Between the line containing "Err(e) if attempt" and the line containing "let start = tokio::time::Instant::now();" lies a run of lines; give that run again exactly, with both of those lines, and nothing else from the entries below.

---------- MATERIAL FOR THIS TASK ----------

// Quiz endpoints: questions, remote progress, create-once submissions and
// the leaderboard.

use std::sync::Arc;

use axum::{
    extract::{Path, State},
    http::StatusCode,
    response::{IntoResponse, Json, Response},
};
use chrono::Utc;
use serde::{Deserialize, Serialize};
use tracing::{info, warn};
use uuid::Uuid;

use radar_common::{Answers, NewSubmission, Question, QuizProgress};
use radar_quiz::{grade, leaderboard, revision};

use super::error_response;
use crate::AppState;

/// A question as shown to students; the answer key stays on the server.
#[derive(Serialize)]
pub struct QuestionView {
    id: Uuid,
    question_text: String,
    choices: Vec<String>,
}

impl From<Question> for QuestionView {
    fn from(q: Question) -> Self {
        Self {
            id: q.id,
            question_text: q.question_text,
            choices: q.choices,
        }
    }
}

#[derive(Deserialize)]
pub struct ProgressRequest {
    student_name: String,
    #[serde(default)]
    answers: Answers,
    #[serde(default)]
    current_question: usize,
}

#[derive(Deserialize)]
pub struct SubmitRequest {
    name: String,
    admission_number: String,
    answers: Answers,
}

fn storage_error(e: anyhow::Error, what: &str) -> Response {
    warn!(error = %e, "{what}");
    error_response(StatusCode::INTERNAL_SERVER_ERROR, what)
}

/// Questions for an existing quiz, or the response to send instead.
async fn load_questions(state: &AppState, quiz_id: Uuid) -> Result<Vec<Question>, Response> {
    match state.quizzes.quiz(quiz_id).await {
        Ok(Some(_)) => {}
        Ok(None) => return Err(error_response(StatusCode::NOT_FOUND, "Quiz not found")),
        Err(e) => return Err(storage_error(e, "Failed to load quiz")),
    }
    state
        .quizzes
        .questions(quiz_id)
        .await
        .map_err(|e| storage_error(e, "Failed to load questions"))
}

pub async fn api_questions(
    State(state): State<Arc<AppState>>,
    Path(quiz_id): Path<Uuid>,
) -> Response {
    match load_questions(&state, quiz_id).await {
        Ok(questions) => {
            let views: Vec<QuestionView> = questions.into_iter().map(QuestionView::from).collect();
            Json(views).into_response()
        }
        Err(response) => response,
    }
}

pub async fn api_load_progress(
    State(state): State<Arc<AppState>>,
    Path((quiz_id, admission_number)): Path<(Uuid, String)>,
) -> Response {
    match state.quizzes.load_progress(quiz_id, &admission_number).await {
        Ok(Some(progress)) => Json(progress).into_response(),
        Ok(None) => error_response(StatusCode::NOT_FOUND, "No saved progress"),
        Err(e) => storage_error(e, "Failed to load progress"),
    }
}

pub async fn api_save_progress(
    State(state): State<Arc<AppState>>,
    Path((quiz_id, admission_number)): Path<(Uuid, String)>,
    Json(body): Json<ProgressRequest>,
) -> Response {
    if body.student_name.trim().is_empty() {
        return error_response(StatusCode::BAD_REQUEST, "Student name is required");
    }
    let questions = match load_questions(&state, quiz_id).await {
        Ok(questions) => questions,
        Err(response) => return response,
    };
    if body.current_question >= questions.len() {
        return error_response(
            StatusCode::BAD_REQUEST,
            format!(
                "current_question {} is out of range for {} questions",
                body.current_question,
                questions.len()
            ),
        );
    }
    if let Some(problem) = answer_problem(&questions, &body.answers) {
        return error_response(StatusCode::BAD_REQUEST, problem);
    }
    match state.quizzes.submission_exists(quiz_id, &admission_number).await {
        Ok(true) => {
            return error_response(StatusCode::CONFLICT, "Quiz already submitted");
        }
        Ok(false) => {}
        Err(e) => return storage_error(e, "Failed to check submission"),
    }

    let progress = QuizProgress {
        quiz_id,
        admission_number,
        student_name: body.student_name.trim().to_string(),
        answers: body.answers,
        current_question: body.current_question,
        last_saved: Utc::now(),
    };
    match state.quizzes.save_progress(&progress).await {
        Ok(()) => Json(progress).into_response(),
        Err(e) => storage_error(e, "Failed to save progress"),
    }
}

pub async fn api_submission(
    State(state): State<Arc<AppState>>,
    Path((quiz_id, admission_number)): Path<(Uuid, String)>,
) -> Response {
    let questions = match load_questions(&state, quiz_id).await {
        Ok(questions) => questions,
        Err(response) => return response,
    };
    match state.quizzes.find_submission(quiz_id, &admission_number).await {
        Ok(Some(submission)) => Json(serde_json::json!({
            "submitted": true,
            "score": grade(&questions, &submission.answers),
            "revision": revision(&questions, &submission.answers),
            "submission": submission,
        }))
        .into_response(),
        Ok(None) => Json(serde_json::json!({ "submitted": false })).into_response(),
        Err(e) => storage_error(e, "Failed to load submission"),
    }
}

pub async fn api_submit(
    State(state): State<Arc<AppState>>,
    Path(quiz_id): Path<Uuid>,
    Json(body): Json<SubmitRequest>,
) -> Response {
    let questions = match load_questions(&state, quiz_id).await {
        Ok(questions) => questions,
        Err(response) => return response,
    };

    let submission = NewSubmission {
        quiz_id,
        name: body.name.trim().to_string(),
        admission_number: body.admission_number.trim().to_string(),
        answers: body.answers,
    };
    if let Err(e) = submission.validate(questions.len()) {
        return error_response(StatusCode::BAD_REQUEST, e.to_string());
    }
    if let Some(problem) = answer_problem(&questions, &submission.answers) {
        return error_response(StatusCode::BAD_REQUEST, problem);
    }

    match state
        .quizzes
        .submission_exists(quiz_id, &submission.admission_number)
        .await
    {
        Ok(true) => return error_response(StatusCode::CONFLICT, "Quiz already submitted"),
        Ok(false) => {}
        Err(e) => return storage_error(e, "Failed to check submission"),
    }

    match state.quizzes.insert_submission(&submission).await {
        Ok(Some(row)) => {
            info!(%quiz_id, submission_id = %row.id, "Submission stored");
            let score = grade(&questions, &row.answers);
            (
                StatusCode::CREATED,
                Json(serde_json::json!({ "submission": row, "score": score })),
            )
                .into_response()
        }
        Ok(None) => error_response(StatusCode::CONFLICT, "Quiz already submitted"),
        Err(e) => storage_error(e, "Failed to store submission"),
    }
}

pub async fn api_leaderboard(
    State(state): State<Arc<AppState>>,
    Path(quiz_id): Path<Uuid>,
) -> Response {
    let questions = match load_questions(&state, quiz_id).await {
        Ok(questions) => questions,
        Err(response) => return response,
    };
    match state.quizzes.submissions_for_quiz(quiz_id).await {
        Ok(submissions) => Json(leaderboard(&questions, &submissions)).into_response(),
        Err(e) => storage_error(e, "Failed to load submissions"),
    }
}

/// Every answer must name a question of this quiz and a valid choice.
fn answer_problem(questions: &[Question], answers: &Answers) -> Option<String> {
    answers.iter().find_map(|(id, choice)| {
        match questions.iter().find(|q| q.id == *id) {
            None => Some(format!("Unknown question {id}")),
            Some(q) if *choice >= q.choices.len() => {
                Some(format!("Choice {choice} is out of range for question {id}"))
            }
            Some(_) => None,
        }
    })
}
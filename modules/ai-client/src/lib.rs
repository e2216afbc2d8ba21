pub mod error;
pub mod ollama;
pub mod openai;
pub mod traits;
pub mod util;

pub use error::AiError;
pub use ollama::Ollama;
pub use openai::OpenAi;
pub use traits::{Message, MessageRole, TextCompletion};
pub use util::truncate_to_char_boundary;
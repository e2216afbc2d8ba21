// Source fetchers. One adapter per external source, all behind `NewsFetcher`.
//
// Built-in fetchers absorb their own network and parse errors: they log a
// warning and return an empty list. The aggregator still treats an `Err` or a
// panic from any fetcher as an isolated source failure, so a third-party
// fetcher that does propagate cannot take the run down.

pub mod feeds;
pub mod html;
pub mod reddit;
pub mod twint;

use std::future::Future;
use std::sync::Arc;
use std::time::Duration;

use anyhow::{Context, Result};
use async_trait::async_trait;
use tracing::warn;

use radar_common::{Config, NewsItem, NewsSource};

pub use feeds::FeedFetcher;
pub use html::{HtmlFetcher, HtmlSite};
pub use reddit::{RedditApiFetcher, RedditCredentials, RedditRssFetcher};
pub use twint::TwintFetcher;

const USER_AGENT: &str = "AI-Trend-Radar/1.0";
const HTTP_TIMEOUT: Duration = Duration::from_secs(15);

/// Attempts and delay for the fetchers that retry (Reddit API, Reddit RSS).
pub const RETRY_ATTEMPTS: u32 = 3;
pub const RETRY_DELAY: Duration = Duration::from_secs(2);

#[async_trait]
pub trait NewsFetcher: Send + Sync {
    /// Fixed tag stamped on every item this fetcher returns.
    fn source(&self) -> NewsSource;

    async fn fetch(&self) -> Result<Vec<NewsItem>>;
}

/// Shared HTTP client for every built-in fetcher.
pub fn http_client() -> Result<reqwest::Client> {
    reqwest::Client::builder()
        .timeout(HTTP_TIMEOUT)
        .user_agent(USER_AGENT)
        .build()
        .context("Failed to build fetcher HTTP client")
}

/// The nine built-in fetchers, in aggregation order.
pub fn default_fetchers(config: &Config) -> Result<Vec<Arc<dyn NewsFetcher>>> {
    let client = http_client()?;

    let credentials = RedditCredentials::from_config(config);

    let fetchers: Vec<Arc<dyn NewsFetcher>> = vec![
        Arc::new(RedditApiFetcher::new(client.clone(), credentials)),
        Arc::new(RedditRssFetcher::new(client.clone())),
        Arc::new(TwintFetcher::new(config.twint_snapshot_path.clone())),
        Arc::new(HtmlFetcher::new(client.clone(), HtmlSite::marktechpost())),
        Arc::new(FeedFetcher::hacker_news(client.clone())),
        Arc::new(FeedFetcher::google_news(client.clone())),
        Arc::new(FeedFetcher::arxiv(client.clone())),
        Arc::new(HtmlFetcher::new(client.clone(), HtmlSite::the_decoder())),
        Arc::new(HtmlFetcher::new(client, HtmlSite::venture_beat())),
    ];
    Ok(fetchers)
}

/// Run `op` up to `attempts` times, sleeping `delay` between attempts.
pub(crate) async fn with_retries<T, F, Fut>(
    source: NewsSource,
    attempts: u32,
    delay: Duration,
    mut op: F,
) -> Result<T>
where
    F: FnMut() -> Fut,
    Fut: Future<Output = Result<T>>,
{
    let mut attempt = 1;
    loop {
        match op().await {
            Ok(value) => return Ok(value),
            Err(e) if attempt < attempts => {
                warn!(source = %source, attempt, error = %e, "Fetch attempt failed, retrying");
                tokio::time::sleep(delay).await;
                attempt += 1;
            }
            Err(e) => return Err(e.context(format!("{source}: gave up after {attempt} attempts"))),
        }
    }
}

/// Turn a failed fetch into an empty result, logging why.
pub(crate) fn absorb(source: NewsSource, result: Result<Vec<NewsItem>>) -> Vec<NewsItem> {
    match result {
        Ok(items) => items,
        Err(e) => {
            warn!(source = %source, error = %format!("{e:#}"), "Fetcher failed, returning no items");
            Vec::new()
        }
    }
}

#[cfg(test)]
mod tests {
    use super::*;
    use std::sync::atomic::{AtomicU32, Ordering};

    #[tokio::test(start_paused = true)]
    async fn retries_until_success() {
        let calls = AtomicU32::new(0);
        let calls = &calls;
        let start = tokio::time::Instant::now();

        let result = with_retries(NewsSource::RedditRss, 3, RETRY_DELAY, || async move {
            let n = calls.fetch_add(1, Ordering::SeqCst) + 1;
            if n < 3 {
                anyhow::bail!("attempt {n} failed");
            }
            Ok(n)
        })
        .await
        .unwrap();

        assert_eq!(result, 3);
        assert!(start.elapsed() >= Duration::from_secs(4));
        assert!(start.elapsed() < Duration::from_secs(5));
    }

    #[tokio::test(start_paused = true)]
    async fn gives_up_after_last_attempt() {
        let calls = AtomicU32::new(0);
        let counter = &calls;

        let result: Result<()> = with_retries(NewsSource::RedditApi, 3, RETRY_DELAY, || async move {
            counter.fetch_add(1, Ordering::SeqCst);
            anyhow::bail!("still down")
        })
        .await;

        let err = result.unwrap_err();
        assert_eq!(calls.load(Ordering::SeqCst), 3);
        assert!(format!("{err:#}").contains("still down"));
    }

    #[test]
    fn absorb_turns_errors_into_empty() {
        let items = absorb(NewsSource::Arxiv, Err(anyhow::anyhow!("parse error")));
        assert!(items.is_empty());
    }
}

----------

## [ANSWER AREA]
            Err(e) if attempt < attempts => {
                warn!(source = %source, attempt, error = %e, "Fetch attempt failed, retrying");
                tokio::time::sleep(delay).await;
                attempt += 1;
            }
            Err(e) => return Err(e.context(format!("{source}: gave up after {attempt} attempts"))),
        }
    }
}

/// Turn a failed fetch into an empty result, logging why.
pub(crate) fn absorb(source: NewsSource, result: Result<Vec<NewsItem>>) -> Vec<NewsItem> {
    match result {
        Ok(items) => items,
        Err(e) => {
            warn!(source = %source, error = %format!("{e:#}"), "Fetcher failed, returning no items");
            Vec::new()
        }
    }
}

#[cfg(test)]
mod tests {
    use super::*;
    use std::sync::atomic::{AtomicU32, Ordering};

    #[tokio::test(start_paused = true)]
    async fn retries_until_success() {
        let calls = AtomicU32::new(0);
        let calls = &calls;
        let start = tokio::time::Instant::now();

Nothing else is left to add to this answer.